Tissue microarray (TMA) profiling[edit]

References: see PMID 15328174 (Nielsen TO 2004), PMID 10963602 (Perou 2000), PMID 11553815 Full text (Sorlie T 2001), PMID 12829800 Full text (Sorlie T 2003), PMID 12429812 (Korsching E 2002), PMID 14519755 (Foulkes 2003)
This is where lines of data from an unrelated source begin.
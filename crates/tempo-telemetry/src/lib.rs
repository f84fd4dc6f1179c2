use tracing::Level;
use tracing_subscriber::layer::SubscriberExt;
use tracing_subscriber::util::SubscriberInitExt;
use tracing_subscriber::{EnvFilter, Layer};

/// Configuration for the logging subsystem.
#[derive(Clone, Debug)]
pub struct TelemetryConfig {
    /// Default log level. Overridden by the RUST_LOG env var.
    pub log_level: Level,
    /// Per-module level overrides (e.g. "tempo_engine" => DEBUG).
    pub module_levels: Vec<(String, Level)>,
    /// Emit JSON lines instead of human-readable output.
    pub json: bool,
}

impl Default for TelemetryConfig {
    fn default() -> Self {
        Self {
            log_level: Level::INFO,
            module_levels: Vec::new(),
            json: false,
        }
    }
}

/// Build the env-filter directive string from a config.
fn filter_directives(config: &TelemetryConfig) -> String {
    let mut filter = config.log_level.to_string().to_lowercase();
    for (module, level) in &config.module_levels {
        filter.push_str(&format!(",{}={}", module, level.to_string().to_lowercase()));
    }
    filter
}

/// Initialize the tracing subscriber. Call once at startup; a second call
/// panics, so tests go through `try_init`.
pub fn init_telemetry(config: &TelemetryConfig) {
    try_init(config).expect("telemetry already initialized");
}

/// Fallible initialization, used by tests that may race on the global
/// subscriber.
pub fn try_init(config: &TelemetryConfig) -> Result<(), Box<dyn std::error::Error>> {
    let env_filter = EnvFilter::try_from_default_env()
        .unwrap_or_else(|_| EnvFilter::new(filter_directives(config)));

    if config.json {
        let fmt_layer = tracing_subscriber::fmt::layer()
            .json()
            .with_target(true)
            .with_filter(env_filter);
        tracing_subscriber::registry().with(fmt_layer).try_init()?;
    } else {
        let fmt_layer = tracing_subscriber::fmt::layer()
            .with_target(true)
            .with_filter(env_filter);
        tracing_subscriber::registry().with(fmt_layer).try_init()?;
    }
    Ok(())
}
5 groups by tissue microarray:
Typical IHC pattern listed)

  • Luminal A - high ER expression, her 2 neu negative, low Ki-67
  • Luminal B - high ER expression AND often her 2 neu positive, Ki-67 and grade higher than luminal A
  • HER2 overexpressing - ER/PR negative, her 2 neu positive and Ki-67 high
  • Normal breast-like
  • Basal type ("triple-negative") - expression of CK 5/6 or 17 but low expression of luminal CK 8/18. Since staining by IHC may be insensitive, can identify these by having CK5/6 and/or HER1 but negative for ER and HER2. Are often high grade, high frequency of BRCA1 mutation, often EGFR positive
    • Heterogenous group, both molecular and clinical (including adenoid cystic, medullary, etc)

luminal keratins (simple epithelial) - cytokeratins 7, 8, 18, and 19
basal epithelial cells (stratified epithelial cytokeratins) - 5, 6, 14, 15, and 17

Prognosis is worst for HER2 overexpressing and the basal type, best for Luminal A, and intermediate for Luminal B.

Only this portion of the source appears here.